| Supplied material |
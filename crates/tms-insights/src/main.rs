mod bootstrap;

use std::path::PathBuf;

use anyhow::{bail, Result};
use chrono::NaiveDate;
use clap::{Args, Parser, Subcommand};
use insight_core::models::Column;
use insight_core::settings::Settings;
use insight_data::export;
use insight_data::filter::{self, FilterSet};
use insight_data::sources::SourceRegistry;
use insight_runtime::SnapshotStore;

// ── CLI ────────────────────────────────────────────────────────────────────────

/// Training-session insights over periodic TMS batch exports
#[derive(Parser)]
#[command(name = "tms-insights", version)]
struct Cli {
    #[command(flatten)]
    settings: Settings,

    #[command(subcommand)]
    command: Command,
}

#[derive(Subcommand)]
enum Command {
    /// Print headline KPIs and the curriculum × lesson distribution
    Summary,
    /// Export the (optionally filtered) record table
    Export {
        /// Export encoding
        #[arg(long, default_value = "csv", value_parser = ["csv", "tsv"])]
        format: String,

        /// Output file path
        #[arg(long)]
        output: PathBuf,

        #[command(flatten)]
        filters: FilterArgs,
    },
    /// Report configured batch sources against the data directory
    Sources,
}

/// Filter flags shared by record-level commands.
#[derive(Args, Debug, Default)]
struct FilterArgs {
    /// Keep only these curriculum codes (repeatable)
    #[arg(long = "curriculum")]
    curriculums: Vec<String>,

    /// Keep only these lesson names (repeatable)
    #[arg(long = "lesson")]
    lessons: Vec<String>,

    /// Keep only these instructors, as "Name (staffId)" (repeatable)
    #[arg(long = "instructor")]
    instructors: Vec<String>,

    /// Keep only these trainees, as "Name (staffId)" (repeatable)
    #[arg(long = "trainee")]
    trainees: Vec<String>,

    /// Keep only these instructor duty codes (repeatable)
    #[arg(long = "instructor-duty-code")]
    instructor_duty_codes: Vec<String>,

    /// Keep only these trainee duty codes (repeatable)
    #[arg(long = "trainee-duty-code")]
    trainee_duty_codes: Vec<String>,

    /// Inclusive start date (YYYY-MM-DD)
    #[arg(long)]
    from: Option<NaiveDate>,

    /// Inclusive end date (YYYY-MM-DD)
    #[arg(long)]
    to: Option<NaiveDate>,

    /// Case-insensitive substring matched against every column
    #[arg(long)]
    search: Option<String>,
}

impl FilterArgs {
    /// Translate CLI flags into a [`FilterSet`]. Omitted flags add no
    /// clause at all — an absent clause matches everything.
    fn into_filter_set(self) -> FilterSet {
        let mut filters = FilterSet::default();

        for (column, values) in [
            (Column::CurriculumCode, self.curriculums),
            (Column::LessonName, self.lessons),
            (Column::Instructor, self.instructors),
            (Column::Trainee, self.trainees),
            (Column::InstructorDutyCode, self.instructor_duty_codes),
            (Column::TraineeDutyCode, self.trainee_duty_codes),
        ] {
            if !values.is_empty() {
                filters = filters.with_membership(column, values);
            }
        }

        if self.from.is_some() || self.to.is_some() {
            filters = filters.with_date_range(
                self.from.unwrap_or(NaiveDate::MIN),
                self.to.unwrap_or(NaiveDate::MAX),
            );
        }

        if let Some(needle) = self.search {
            filters = filters.with_search(needle);
        }

        filters
    }
}

// ── Entry point ────────────────────────────────────────────────────────────────

fn main() -> Result<()> {
    let cli = Cli::parse();

    bootstrap::ensure_directories()?;
    bootstrap::setup_logging(&cli.settings.log_level, cli.settings.log_file.as_deref())?;

    tracing::info!("TMS Insights v{} starting", env!("CARGO_PKG_VERSION"));

    let data_dir = cli.settings.resolve_data_dir();
    let registry = SourceRegistry::default();

    match cli.command {
        Command::Summary => run_summary(data_dir, registry),
        Command::Export {
            format,
            output,
            filters,
        } => run_export(data_dir, registry, &format, &output, filters.into_filter_set()),
        Command::Sources => run_sources(&data_dir, &registry),
    }
}

// ── Commands ───────────────────────────────────────────────────────────────────

fn run_summary(data_dir: PathBuf, registry: SourceRegistry) -> Result<()> {
    let store = SnapshotStore::new(data_dir, registry);
    let dataset = store.get();

    match dataset.kpis() {
        Ok(kpis) => {
            println!("Total curriculums:  {}", kpis.total_curriculums);
            println!("Total lessons:      {}", kpis.total_lessons);
            println!("Total instructors:  {}", kpis.total_instructors);
            println!("Total trainees:     {}", kpis.total_trainees);
            println!(
                "Top instructor:     {} ({} sessions)",
                kpis.top_instructor.value, kpis.top_instructor.count
            );
            println!(
                "Top trainee:        {} ({} sessions)",
                kpis.top_trainee.value, kpis.top_trainee.count
            );

            println!("\nLesson distribution (curriculum / lesson / sessions):");
            for group in dataset.lesson_distribution() {
                println!("  {} / {} / {}", group.key[0], group.key[1], group.count);
            }
        }
        Err(e) => {
            // Fail-closed: an incomplete dataset must read as unavailable,
            // never as a dashboard full of zeros.
            println!("KPIs unavailable: {}", e);
        }
    }

    Ok(())
}

fn run_export(
    data_dir: PathBuf,
    registry: SourceRegistry,
    format: &str,
    output: &std::path::Path,
    filters: FilterSet,
) -> Result<()> {
    let store = SnapshotStore::new(data_dir, registry);
    let dataset = store.get();

    if let Some(reason) = dataset.unavailable_reason() {
        bail!("refusing to export an incomplete dataset: {}", reason);
    }

    let records = filter::apply(&dataset.joined, &filters);
    tracing::info!(
        "Exporting {} of {} records to {}",
        records.len(),
        dataset.joined.len(),
        output.display()
    );

    let file = std::fs::File::create(output)?;
    match format {
        "tsv" => export::write_delimited(&records, file)?,
        _ => export::write_spreadsheet_csv(&records, file)?,
    }

    println!("Wrote {} records to {}", records.len(), output.display());
    Ok(())
}

fn run_sources(data_dir: &std::path::Path, registry: &SourceRegistry) -> Result<()> {
    let audit = registry.audit(data_dir);

    println!("Data directory: {}", data_dir.display());
    println!("Configured sources:");
    for (source, present) in &audit.registered {
        let status = if *present { "present" } else { "MISSING" };
        println!("  [{}] {:9} {}", status, source.flavor.label(), source.file_name);
    }

    if !audit.unregistered.is_empty() {
        println!("Unregistered batch files on disk:");
        for file in &audit.unregistered {
            println!("  {}", file);
        }
    }

    Ok(())
}

// ── Tests ──────────────────────────────────────────────────────────────────────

| Exercise |
What lines in the material above include "group"? Copy every one of them.

| Response |
            for group in dataset.lesson_distribution() {
                println!("  {} / {} / {}", group.key[0], group.key[1], group.count);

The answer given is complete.